> [Extracted data entries]:
• • •

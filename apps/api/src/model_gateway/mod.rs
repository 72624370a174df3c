//! Model Gateway — the single point of entry for all model calls.
//!
//! ARCHITECTURAL RULE: No other module may call the Gemini API directly.
//! All model interactions MUST go through this module.
//!
//! The gateway owns retry and fallback policy over a narrow `TextModel`
//! transport. Retries apply only to transient failures (rate limit /
//! overload); a bad model identifier advances to the next entry in the
//! ordered fallback list without any backoff delay.

use std::sync::Arc;
use std::time::Duration;

use async_trait::async_trait;
use thiserror::Error;
use tracing::{debug, warn};

use crate::config::ModelConfig;

pub mod gemini;

use self::gemini::GeminiClient;

/// Attempts per model identifier, including the first call.
const MAX_ATTEMPTS: u32 = 3;
/// Cap on any single backoff wait, hint or not.
const MAX_BACKOFF_SECS: f64 = 10.0;

#[derive(Debug, Error)]
pub enum GatewayError {
    /// Rate limited or overloaded. `retry_after` carries the model-suggested
    /// wait in seconds when the error body included one.
    #[error("Model overloaded: {message}")]
    Transient {
        message: String,
        retry_after: Option<f64>,
    },

    /// Bad model identifier. Never retried against the same identifier.
    #[error("Model '{model}' not found")]
    NotFound { model: String },

    /// Missing or unusable credentials.
    #[error("Configuration error: {0}")]
    Configuration(String),

    /// Anything else. Returned immediately without retry.
    #[error("Model call failed: {0}")]
    Fatal(String),
}

/// One generation attempt against one model identifier. No retry at this
/// layer; the gateway owns retry and fallback policy.
#[async_trait]
pub trait TextModel: Send + Sync {
    async fn generate(
        &self,
        model_id: &str,
        system: &str,
        prompt: &str,
    ) -> Result<String, GatewayError>;
}

/// The single model gateway used by all services.
#[derive(Clone)]
pub struct ModelGateway {
    transport: Arc<dyn TextModel>,
    models: Vec<String>,
}

impl ModelGateway {
    pub fn from_config(config: &ModelConfig) -> Self {
        Self::with_transport(
            Arc::new(GeminiClient::new(config.api_key.clone())),
            config.models.clone(),
        )
    }

    pub fn with_transport(transport: Arc<dyn TextModel>, models: Vec<String>) -> Self {
        Self { transport, models }
    }

    /// Calls one model identifier with bounded retry on transient failures.
    ///
    /// The wait before each retry is the model-suggested hint when present,
    /// otherwise exponential (1s, 2s, 4s), capped at `MAX_BACKOFF_SECS`.
    /// `NotFound`, `Configuration`, and `Fatal` are returned immediately.
    pub async fn generate(
        &self,
        model_id: &str,
        system: &str,
        prompt: &str,
    ) -> Result<String, GatewayError> {
        let mut last_error: Option<GatewayError> = None;

        for attempt in 0..MAX_ATTEMPTS {
            match self.transport.generate(model_id, system, prompt).await {
                Ok(text) => {
                    debug!("model {model_id} succeeded on attempt {}", attempt + 1);
                    return Ok(text);
                }
                Err(GatewayError::Transient {
                    message,
                    retry_after,
                }) => {
                    warn!(
                        "model {model_id} attempt {}/{MAX_ATTEMPTS} transient failure: {message}",
                        attempt + 1
                    );
                    if attempt + 1 < MAX_ATTEMPTS {
                        tokio::time::sleep(backoff_delay(attempt, retry_after)).await;
                    }
                    last_error = Some(GatewayError::Transient {
                        message,
                        retry_after,
                    });
                }
                Err(other) => return Err(other),
            }
        }

        Err(last_error.unwrap_or(GatewayError::Transient {
            message: format!("retries exhausted after {MAX_ATTEMPTS} attempts"),
            retry_after: None,
        }))
    }

    /// Tries each model identifier in order. A `NotFound` failure advances to
    /// the next identifier with no backoff delay; any other failure is
    /// surfaced as-is.
    pub async fn generate_with_fallback(
        &self,
        system: &str,
        prompt: &str,
    ) -> Result<String, GatewayError> {
        if self.models.is_empty() {
            return Err(GatewayError::Configuration(
                "No model identifiers configured".to_string(),
            ));
        }

        for model_id in &self.models {
            match self.generate(model_id, system, prompt).await {
                Ok(text) => return Ok(text),
                Err(GatewayError::NotFound { model }) => {
                    warn!("model '{model}' not found, advancing to next fallback");
                }
                Err(other) => return Err(other),
            }
        }

        Err(GatewayError::Fatal(format!(
            "No model succeeded; tried: {}",
            self.models.join(", ")
        )))
    }
}

/// Wait before retry `attempt + 1`. Hint wins over the exponential default;
/// both are capped.
fn backoff_delay(attempt: u32, retry_after: Option<f64>) -> Duration {
    let secs = retry_after.unwrap_or_else(|| f64::from(1u32 << attempt));
    Duration::from_secs_f64(secs.min(MAX_BACKOFF_SECS))
}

• • •

> [Task statement]: Please copy, exactly and with nothing else, the lines above beginning at the line that has "fallback policy over" and ending with the line that has "use self::gemini::GeminiClient;".

> [Result]:
//! The gateway owns retry and fallback policy over a narrow `TextModel`
//! transport. Retries apply only to transient failures (rate limit /
//! overload); a bad model identifier advances to the next entry in the
//! ordered fallback list without any backoff delay.

use std::sync::Arc;
use std::time::Duration;

use async_trait::async_trait;
use thiserror::Error;
use tracing::{debug, warn};

use crate::config::ModelConfig;

pub mod gemini;

use self::gemini::GeminiClient;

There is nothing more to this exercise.